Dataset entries
== == ==

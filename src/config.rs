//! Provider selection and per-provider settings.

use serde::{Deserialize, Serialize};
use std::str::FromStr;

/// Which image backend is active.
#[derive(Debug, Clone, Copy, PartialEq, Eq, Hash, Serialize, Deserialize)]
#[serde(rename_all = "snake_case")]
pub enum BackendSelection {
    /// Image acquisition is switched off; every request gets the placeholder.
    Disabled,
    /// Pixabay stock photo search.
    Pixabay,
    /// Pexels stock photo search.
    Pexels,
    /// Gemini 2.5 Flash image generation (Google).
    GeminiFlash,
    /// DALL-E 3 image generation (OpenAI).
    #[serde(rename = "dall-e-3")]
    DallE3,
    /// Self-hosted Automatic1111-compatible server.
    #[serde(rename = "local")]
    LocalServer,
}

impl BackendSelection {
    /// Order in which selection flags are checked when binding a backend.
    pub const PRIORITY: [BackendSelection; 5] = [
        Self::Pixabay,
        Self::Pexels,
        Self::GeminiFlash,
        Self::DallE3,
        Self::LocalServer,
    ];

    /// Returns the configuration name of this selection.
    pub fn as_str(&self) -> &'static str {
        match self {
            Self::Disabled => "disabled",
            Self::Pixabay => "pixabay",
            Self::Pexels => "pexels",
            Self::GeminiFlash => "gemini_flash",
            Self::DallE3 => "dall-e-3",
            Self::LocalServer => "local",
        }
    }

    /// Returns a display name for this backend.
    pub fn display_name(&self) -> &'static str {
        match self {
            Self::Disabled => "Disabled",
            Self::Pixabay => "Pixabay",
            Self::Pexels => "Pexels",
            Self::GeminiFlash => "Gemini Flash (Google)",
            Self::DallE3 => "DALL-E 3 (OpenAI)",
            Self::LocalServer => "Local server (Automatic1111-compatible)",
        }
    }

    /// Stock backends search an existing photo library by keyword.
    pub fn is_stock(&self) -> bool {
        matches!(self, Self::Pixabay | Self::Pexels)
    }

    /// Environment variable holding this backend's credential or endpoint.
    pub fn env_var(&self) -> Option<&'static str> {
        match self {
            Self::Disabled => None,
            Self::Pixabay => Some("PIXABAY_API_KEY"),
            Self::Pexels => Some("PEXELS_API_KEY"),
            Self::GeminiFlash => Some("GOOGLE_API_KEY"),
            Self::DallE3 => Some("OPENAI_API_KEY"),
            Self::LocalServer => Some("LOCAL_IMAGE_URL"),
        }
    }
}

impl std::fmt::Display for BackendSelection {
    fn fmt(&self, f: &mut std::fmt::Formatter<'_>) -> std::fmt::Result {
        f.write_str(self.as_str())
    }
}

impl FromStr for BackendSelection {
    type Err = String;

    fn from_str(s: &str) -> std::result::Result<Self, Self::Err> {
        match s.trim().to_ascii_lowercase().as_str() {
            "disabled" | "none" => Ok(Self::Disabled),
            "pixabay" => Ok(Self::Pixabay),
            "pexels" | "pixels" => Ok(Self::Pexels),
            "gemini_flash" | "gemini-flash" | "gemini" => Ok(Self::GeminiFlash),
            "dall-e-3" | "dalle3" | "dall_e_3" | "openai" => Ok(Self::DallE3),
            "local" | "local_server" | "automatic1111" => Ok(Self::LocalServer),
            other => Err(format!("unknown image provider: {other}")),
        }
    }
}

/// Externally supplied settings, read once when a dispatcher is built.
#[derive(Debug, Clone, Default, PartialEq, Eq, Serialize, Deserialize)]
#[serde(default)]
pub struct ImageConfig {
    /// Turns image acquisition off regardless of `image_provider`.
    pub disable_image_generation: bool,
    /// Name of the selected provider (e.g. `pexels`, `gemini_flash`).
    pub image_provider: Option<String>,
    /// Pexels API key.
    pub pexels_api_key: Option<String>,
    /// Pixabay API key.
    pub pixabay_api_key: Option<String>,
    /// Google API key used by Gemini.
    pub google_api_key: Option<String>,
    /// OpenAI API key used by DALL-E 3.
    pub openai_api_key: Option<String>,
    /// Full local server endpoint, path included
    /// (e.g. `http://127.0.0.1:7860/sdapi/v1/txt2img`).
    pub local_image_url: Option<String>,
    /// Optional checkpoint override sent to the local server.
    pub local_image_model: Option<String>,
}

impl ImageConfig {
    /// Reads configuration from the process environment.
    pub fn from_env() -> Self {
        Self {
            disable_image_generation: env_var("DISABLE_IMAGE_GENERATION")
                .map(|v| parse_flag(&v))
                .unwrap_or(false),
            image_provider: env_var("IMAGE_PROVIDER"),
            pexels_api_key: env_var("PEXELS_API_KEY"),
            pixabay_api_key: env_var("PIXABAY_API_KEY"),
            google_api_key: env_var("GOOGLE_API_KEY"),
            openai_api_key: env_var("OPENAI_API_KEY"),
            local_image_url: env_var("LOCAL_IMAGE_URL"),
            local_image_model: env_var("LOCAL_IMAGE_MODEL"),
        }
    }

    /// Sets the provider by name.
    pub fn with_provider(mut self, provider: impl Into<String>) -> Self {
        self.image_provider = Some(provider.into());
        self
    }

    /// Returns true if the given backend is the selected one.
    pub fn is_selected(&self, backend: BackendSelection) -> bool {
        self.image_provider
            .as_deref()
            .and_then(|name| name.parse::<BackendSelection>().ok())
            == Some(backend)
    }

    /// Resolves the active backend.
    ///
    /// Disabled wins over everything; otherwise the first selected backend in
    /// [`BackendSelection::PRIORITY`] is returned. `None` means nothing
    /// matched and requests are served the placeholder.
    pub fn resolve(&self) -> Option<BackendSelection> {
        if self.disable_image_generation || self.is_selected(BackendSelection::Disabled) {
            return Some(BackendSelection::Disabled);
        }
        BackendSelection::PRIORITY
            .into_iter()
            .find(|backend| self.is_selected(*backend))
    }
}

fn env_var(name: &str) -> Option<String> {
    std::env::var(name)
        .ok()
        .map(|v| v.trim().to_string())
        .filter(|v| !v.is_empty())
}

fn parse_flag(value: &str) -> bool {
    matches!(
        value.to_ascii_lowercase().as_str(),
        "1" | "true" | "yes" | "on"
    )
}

== == ==

WHAT TO WORK ON:
Scan the entries above and return each line that holds "LocalServer".

SOLUTION TO THIS TASK:
    LocalServer,
        Self::LocalServer,
            Self::LocalServer => "local",
            Self::LocalServer => "Local server (Automatic1111-compatible)",
            Self::LocalServer => Some("LOCAL_IMAGE_URL"),
            "local" | "local_server" | "automatic1111" => Ok(Self::LocalServer),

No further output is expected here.